*Exercise*
If a line of the records holds the word "serialized", copy it out.

Items listed in a dataset:
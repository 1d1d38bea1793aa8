//! Markdown renderer for node content.

use pulldown_cmark::{CowStr, Event, LinkType, Options, Parser, Tag, TagEnd, html};

use crate::text::escape_html;

/// Markdown to HTML renderer.
///
/// Raw HTML embedded in the markdown source is passed through untouched.
/// Links can be marked non-followable so search engines do not credit the
/// targets of user-authored content.
#[derive(Clone, Debug)]
pub struct MarkdownRenderer {
    gfm: bool,
    nofollow: bool,
}

impl MarkdownRenderer {
    /// Create a new renderer with GFM enabled and `nofollow` links.
    #[must_use]
    pub fn new() -> Self {
        Self {
            gfm: true,
            nofollow: true,
        }
    }

    /// Enable or disable GitHub Flavored Markdown features.
    ///
    /// GFM is enabled by default. When enabled, the parser supports:
    /// - Tables
    /// - Strikethrough (`~~text~~`)
    /// - Task lists (`- [ ] item`)
    #[must_use]
    pub fn with_gfm(mut self, enabled: bool) -> Self {
        self.gfm = enabled;
        self
    }

    /// Add `rel="nofollow"` to every rendered link (enabled by default).
    #[must_use]
    pub fn with_nofollow(mut self, enabled: bool) -> Self {
        self.nofollow = enabled;
        self
    }

    /// Get parser options based on GFM configuration.
    #[must_use]
    pub fn parser_options(&self) -> Options {
        if self.gfm {
            Options::ENABLE_TABLES
                | Options::ENABLE_STRIKETHROUGH
                | Options::ENABLE_TASKLISTS
                | Options::ENABLE_GFM
        } else {
            Options::empty()
        }
    }

    /// Render markdown text to HTML.
    #[must_use]
    pub fn render(&self, markdown: &str) -> String {
        let parser = Parser::new_ext(markdown, self.parser_options());
        let mut output = String::with_capacity(markdown.len() * 3 / 2);

        if self.nofollow {
            html::push_html(&mut output, parser.map(nofollow_link));
        } else {
            html::push_html(&mut output, parser);
        }

        output
    }
}

impl Default for MarkdownRenderer {
    fn default() -> Self {
        Self::new()
    }
}

/// Replace link start/end tags with equivalent raw HTML carrying `rel="nofollow"`.
fn nofollow_link(event: Event<'_>) -> Event<'_> {
    match event {
        Event::Start(Tag::Link {
            link_type,
            dest_url,
            title,
            ..
        }) => {
            let href = if link_type == LinkType::Email {
                format!("mailto:{dest_url}")
            } else {
                dest_url.into_string()
            };
            let mut tag = format!(r#"<a href="{}""#, escape_html(&href));
            if !title.is_empty() {
                tag.push_str(&format!(r#" title="{}""#, escape_html(&title)));
            }
            tag.push_str(r#" rel="nofollow">"#);
            Event::InlineHtml(CowStr::from(tag))
        }
        Event::End(TagEnd::Link) => Event::InlineHtml(CowStr::Borrowed("</a>")),
        other => other,
    }
}
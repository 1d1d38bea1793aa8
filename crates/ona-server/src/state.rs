//! Application state.
//!
//! Shared, read-only state for all requests.

use std::sync::Arc;
use std::time::Duration;

use ona_site::Site;

use crate::minify::Minifier;
use crate::sanitize::Sanitizer;

/// Application state shared across all requests.
pub(crate) struct AppState {
    /// Loaded site snapshot.
    pub(crate) site: Arc<Site>,
    /// Sanitizer applied to decoded request paths.
    pub(crate) sanitizer: Box<dyn Sanitizer>,
    /// Minifier applied to rendered pages.
    pub(crate) minifier: Box<dyn Minifier>,
    /// Limit on resolution, rendering and minification of one request.
    pub(crate) request_timeout: Duration,
}
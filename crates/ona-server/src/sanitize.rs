//! Request path sanitizer.

/// Neutralizes markup in a decoded request path.
pub trait Sanitizer: Send + Sync {
    /// Return the sanitized form of `input`.
    ///
    /// Implementations must be idempotent: sanitizing an already sanitized
    /// value returns it unchanged.
    fn sanitize(&self, input: &str) -> String;
}

/// Characters never allowed to survive sanitization.
const FORBIDDEN: [char; 5] = ['<', '>', '"', '\'', '`'];

/// Removes tag-shaped sequences and markup-significant characters.
#[derive(Clone, Copy, Debug, Default)]
pub struct StrictSanitizer;

impl Sanitizer for StrictSanitizer {
    fn sanitize(&self, input: &str) -> String {
        let mut out = String::with_capacity(input.len());
        let mut rest = input;
        while let Some(pos) = rest.find(FORBIDDEN) {
            out.push_str(&rest[..pos]);
            let tail = &rest[pos..];
            rest = if tail.starts_with('<')
                && let Some(end) = tail.find('>')
            {
                &tail[end + 1..]
            } else {
                &tail[1..]
            };
        }
        out.push_str(rest);
        out
    }
}

#[cfg(test)]
mod tests {
    use pretty_assertions::assert_eq;

    use super::*;

    #[test]
    fn test_clean_input_unchanged() {
        assert_eq!(StrictSanitizer.sanitize("/docs/api v1"), "/docs/api v1");
    }

    #[test]
    fn test_removes_tags() {
        assert_eq!(
            StrictSanitizer.sanitize("/a<script>alert(1)</script>b"),
            "/aalert(1)b"
        );
    }

    #[test]
    fn test_removes_forbidden_characters() {
        assert_eq!(StrictSanitizer.sanitize("/a\"b'c`d>e"), "/abcde");
        assert_eq!(StrictSanitizer.sanitize("/unclosed<tag"), "/unclosedtag");
    }

    #[test]
    fn test_idempotent() {
        for input in ["/a<b>c", "/<<x>>", "/x<y", "/'\"`", "/plain"] {
            let once = StrictSanitizer.sanitize(input);
            assert_eq!(StrictSanitizer.sanitize(&once), once, "{input}");
        }
    }
}
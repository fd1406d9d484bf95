//! The forwarding handler mounted under `/api`.
//!
//! Each invocation is a single pass with three terminal outcomes: an early
//! `204` for preflight, an early error (missing backend, unreadable body,
//! transport failure), or the relayed upstream response.

use std::time::Instant;

use axum::{
    body::Body,
    extract::State,
    http::{header::CONTENT_TYPE, HeaderMap, Method, StatusCode, Uri},
    response::{IntoResponse, Response},
};
use bytes::Bytes;
use http_body_util::{BodyExt, LengthLimitError, Limited};

use crate::error::GatewayError;
use crate::http::request::RequestIdExt;
use crate::http::server::AppState;
use crate::observability::metrics::{self, Outcome};
use crate::proxy::body::{method_carries_body, ForwardBody};
use crate::proxy::headers::{relay_response_headers, sanitize};
use crate::proxy::target::{path_segments, upstream_url};
use crate::proxy::upstream::{OutboundRequest, UpstreamResponse};

/// `ANY /api` and `ANY /api/{*path}`.
///
/// The tail is read from the raw URI rather than a `Path` extractor so it
/// stays percent-encoded.
pub async fn forward_request(
    State(state): State<AppState>,
    method: Method,
    uri: Uri,
    headers: HeaderMap,
    body: Body,
) -> Response {
    let start_time = Instant::now();
    let request_id = headers.request_id().unwrap_or("unknown").to_string();

    if method == Method::OPTIONS {
        tracing::debug!(request_id = %request_id, path = %uri.path(), "Answering preflight");
        metrics::record_request(method.as_str(), 204, Outcome::Preflight, start_time);
        return StatusCode::NO_CONTENT.into_response();
    }

    match relay(&state, &method, &uri, headers, body).await {
        Ok(upstream) => {
            let status = upstream.status;
            tracing::info!(
                request_id = %request_id,
                method = %method,
                path = %uri.path(),
                status = status.as_u16(),
                latency_ms = start_time.elapsed().as_millis() as u64,
                "Request forwarded"
            );
            metrics::record_request(method.as_str(), status.as_u16(), Outcome::Relayed, start_time);
            into_client_response(upstream)
        }
        Err(err) => {
            match &err {
                GatewayError::MissingBackend => {
                    tracing::error!(request_id = %request_id, path = %uri.path(), "{}", err)
                }
                GatewayError::InvalidPath => {
                    tracing::warn!(request_id = %request_id, path = %uri.path(), "Rejected request path")
                }
                GatewayError::BodyRead | GatewayError::PayloadTooLarge { .. } => {
                    tracing::warn!(request_id = %request_id, path = %uri.path(), error = %err, "Rejected inbound body")
                }
                _ => tracing::error!(
                    request_id = %request_id,
                    method = %method,
                    path = %uri.path(),
                    error = %err,
                    "Upstream error"
                ),
            }
            metrics::record_upstream_error(err.kind());
            metrics::record_request(method.as_str(), err.status().as_u16(), Outcome::Failed, start_time);
            err.into_response()
        }
    }
}

/// Derive the outbound request and send it once.
async fn relay(
    state: &AppState,
    method: &Method,
    uri: &Uri,
    headers: HeaderMap,
    body: Body,
) -> Result<UpstreamResponse, GatewayError> {
    let origin = state.origin.as_ref().ok_or(GatewayError::MissingBackend)?;

    let tail = uri.path().strip_prefix("/api").unwrap_or_default();
    let query = if state.forward_query { uri.query() } else { None };
    let url = upstream_url(origin, &path_segments(tail)?, query);

    let body = if method_carries_body(method) {
        let bytes = read_body(body, state.max_body_size).await?;
        ForwardBody::from_inbound(headers.get(CONTENT_TYPE), bytes)
    } else {
        ForwardBody::Empty
    };

    tracing::debug!(method = %method, url = %url, has_body = !body.is_empty(), "Proxying request");

    let request = OutboundRequest {
        method: method.clone(),
        url,
        headers: sanitize(&headers),
        body: body.into_bytes(),
    };
    state.client.forward(request).await
}

async fn read_body(body: Body, limit: usize) -> Result<Bytes, GatewayError> {
    match Limited::new(body, limit).collect().await {
        Ok(collected) => Ok(collected.to_bytes()),
        Err(e) if e.downcast_ref::<LengthLimitError>().is_some() => {
            Err(GatewayError::PayloadTooLarge { limit })
        }
        Err(_) => Err(GatewayError::BodyRead),
    }
}

fn into_client_response(upstream: UpstreamResponse) -> Response {
    let mut response = Response::new(Body::from(upstream.body));
    *response.status_mut() = upstream.status;
    *response.headers_mut() = relay_response_headers(&upstream.headers);
    response
}
//! Failure paths: short-circuits, missing configuration, unreachable upstream.

use std::time::Duration;

use axum::http::{header::CONTENT_TYPE, StatusCode};
use axum::response::IntoResponse;
use booking_gateway::GatewayConfig;
use serde_json::Value;

mod common;

#[tokio::test]
async fn test_options_never_reaches_backend() {
    let (backend, capture) = common::start_recording_backend(|_| "unexpected".into_response()).await;
    let (gateway, shutdown) = common::start_gateway(common::config_for(&format!("http://{}", backend))).await;

    let res = common::client()
        .request(reqwest::Method::OPTIONS, format!("http://{}/api/auth/login", gateway))
        .header("origin", "https://site.example.com")
        .header("access-control-request-method", "POST")
        .send()
        .await
        .unwrap();

    assert_eq!(res.status(), StatusCode::NO_CONTENT);
    assert!(res.text().await.unwrap().is_empty());
    assert_eq!(capture.count(), 0, "preflight must not call upstream");

    shutdown.trigger();
}

#[tokio::test]
async fn test_missing_backend_returns_json_500() {
    let (gateway, shutdown) = common::start_gateway(GatewayConfig::default()).await;

    for method in [reqwest::Method::GET, reqwest::Method::POST, reqwest::Method::PATCH] {
        let res = common::client()
            .request(method.clone(), format!("http://{}/api/bookings", gateway))
            .send()
            .await
            .unwrap();

        assert_eq!(res.status(), StatusCode::INTERNAL_SERVER_ERROR, "{}", method);
        assert_eq!(res.headers()[CONTENT_TYPE], "application/json");
        let body: Value = res.json().await.unwrap();
        assert_eq!(body["message"], "BACKEND_URL is not configured");
    }

    shutdown.trigger();
}

#[tokio::test]
async fn test_health_is_up_without_backend() {
    let (gateway, shutdown) = common::start_gateway(GatewayConfig::default()).await;

    let res = common::client()
        .get(format!("http://{}/healthz", gateway))
        .send()
        .await
        .unwrap();

    assert_eq!(res.status(), StatusCode::OK);
    let body: Value = res.json().await.unwrap();
    assert_eq!(body["backend_configured"], false);

    shutdown.trigger();
}

#[tokio::test]
async fn test_unreachable_backend_is_bad_gateway() {
    let dead = common::closed_port().await;
    let (gateway, shutdown) = common::start_gateway(common::config_for(&format!("http://{}", dead))).await;

    let res = common::client()
        .get(format!("http://{}/api/vehicles", gateway))
        .send()
        .await
        .unwrap();

    assert_eq!(res.status(), StatusCode::BAD_GATEWAY);
    let body: Value = res.json().await.unwrap();
    assert_eq!(body["message"], "upstream request failed");

    shutdown.trigger();
}

#[tokio::test]
async fn test_oversized_body_is_rejected_before_forwarding() {
    let (backend, capture) = common::start_recording_backend(|_| "unexpected".into_response()).await;
    let mut config = common::config_for(&format!("http://{}", backend));
    config.limits.max_body_size = 64;
    let (gateway, shutdown) = common::start_gateway(config).await;

    let res = common::client()
        .post(format!("http://{}/api/uploads", gateway))
        .body(vec![b'a'; 1024])
        .send()
        .await
        .unwrap();

    assert_eq!(res.status(), StatusCode::PAYLOAD_TOO_LARGE);
    assert_eq!(capture.count(), 0);

    shutdown.trigger();
}

#[tokio::test]
async fn test_request_deadline_is_json_gateway_timeout() {
    let backend = common::start_stalled_backend(Duration::from_secs(3)).await;
    let mut config = common::config_for(&format!("http://{}", backend));
    config.timeouts.request_secs = 1;
    let (gateway, shutdown) = common::start_gateway(config).await;

    let res = common::client()
        .get(format!("http://{}/api/quotes", gateway))
        .send()
        .await
        .unwrap();

    assert_eq!(res.status(), StatusCode::GATEWAY_TIMEOUT);
    assert_eq!(res.headers()[CONTENT_TYPE], "application/json");
    let body: Value = res.json().await.unwrap();
    assert_eq!(body["message"], "upstream request timed out");

    shutdown.trigger();
}
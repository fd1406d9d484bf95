//! Forwarded request body.
//!
//! The inbound payload is classified once, then serialized per variant.
//! Only JSON objects and arrays count as structured; scalars, form payloads
//! and anything else travel as the bytes the client sent.

use axum::http::{HeaderValue, Method};
use bytes::Bytes;
use serde_json::Value;

/// Body of a forwarded request.
#[derive(Debug, Clone, PartialEq)]
pub enum ForwardBody {
    /// No body is sent upstream.
    Empty,
    /// UTF-8 payload forwarded verbatim.
    Text(String),
    /// Parsed JSON object or array, re-serialized on the way out.
    Structured(Value),
    /// Payload that is not valid UTF-8, forwarded verbatim.
    Binary(Bytes),
}

impl ForwardBody {
    /// Classify a buffered inbound body.
    pub fn from_inbound(content_type: Option<&HeaderValue>, bytes: Bytes) -> Self {
        if bytes.is_empty() {
            return ForwardBody::Empty;
        }

        if content_type.is_some_and(is_json) {
            if let Ok(value @ (Value::Object(_) | Value::Array(_))) =
                serde_json::from_slice::<Value>(&bytes)
            {
                return ForwardBody::Structured(value);
            }
        }

        match String::from_utf8(bytes.to_vec()) {
            Ok(text) => ForwardBody::Text(text),
            Err(_) => ForwardBody::Binary(bytes),
        }
    }

    /// Serialize for the wire. `None` means no body at all.
    pub fn into_bytes(self) -> Option<Bytes> {
        match self {
            ForwardBody::Empty => None,
            ForwardBody::Text(text) => Some(Bytes::from(text)),
            ForwardBody::Structured(value) => Some(Bytes::from(value.to_string())),
            ForwardBody::Binary(bytes) => Some(bytes),
        }
    }

    pub fn is_empty(&self) -> bool {
        matches!(self, ForwardBody::Empty)
    }
}

/// `GET` and `HEAD` never carry a body upstream; theirs is not even read.
pub fn method_carries_body(method: &Method) -> bool {
    *method != Method::GET && *method != Method::HEAD
}

/// `application/json` and `+json` suffixed types, parameters ignored.
fn is_json(value: &HeaderValue) -> bool {
    let Ok(raw) = value.to_str() else {
        return false;
    };
    let essence = raw.split(';').next().unwrap_or_default().trim().to_ascii_lowercase();
    essence == "application/json" || essence.ends_with("+json")
}
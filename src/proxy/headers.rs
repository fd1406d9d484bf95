//! Header manipulation for forwarded requests and relayed responses.
//!
//! # Responsibilities
//! - Strip connection-specific and CORS-triggering headers before forwarding
//! - Force the forwarded content type to JSON
//! - Reduce upstream response headers to the relayed subset
//!
//! # Design Decisions
//! - The removal set is a single constant; everything else passes through
//! - Multi-valued headers keep every value
//! - `HeaderName` is lowercase, so matching is case-insensitive by construction

use axum::http::{
    header::{CONNECTION, CONTENT_LENGTH, CONTENT_TYPE, HOST, ORIGIN, SET_COOKIE},
    HeaderMap, HeaderName, HeaderValue,
};

/// Inbound headers never forwarded to the upstream.
pub const STRIPPED_REQUEST_HEADERS: [HeaderName; 4] = [HOST, CONNECTION, CONTENT_LENGTH, ORIGIN];

/// Content type set on every forwarded request.
pub const FORWARDED_CONTENT_TYPE: &str = "application/json";

/// Build the header set forwarded to the upstream.
pub fn sanitize(inbound: &HeaderMap) -> HeaderMap {
    let mut forwarded = HeaderMap::with_capacity(inbound.len());

    for (name, value) in inbound {
        if STRIPPED_REQUEST_HEADERS.contains(name) {
            continue;
        }
        forwarded.append(name.clone(), value.clone());
    }

    forwarded.insert(CONTENT_TYPE, HeaderValue::from_static(FORWARDED_CONTENT_TYPE));
    forwarded
}

/// Select the upstream response headers relayed to the client.
///
/// Only `content-type` and every `set-cookie` survive. Length and encoding
/// headers are recomputed for the relayed body.
pub fn relay_response_headers(upstream: &HeaderMap) -> HeaderMap {
    let mut relayed = HeaderMap::new();

    if let Some(content_type) = upstream.get(CONTENT_TYPE) {
        relayed.insert(CONTENT_TYPE, content_type.clone());
    }
    for cookie in upstream.get_all(SET_COOKIE) {
        relayed.append(SET_COOKIE, cookie.clone());
    }

    relayed
}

*Written solution*
//! The inbound payload is classified once, then serialized per variant.
    /// Parsed JSON object or array, re-serialized on the way out.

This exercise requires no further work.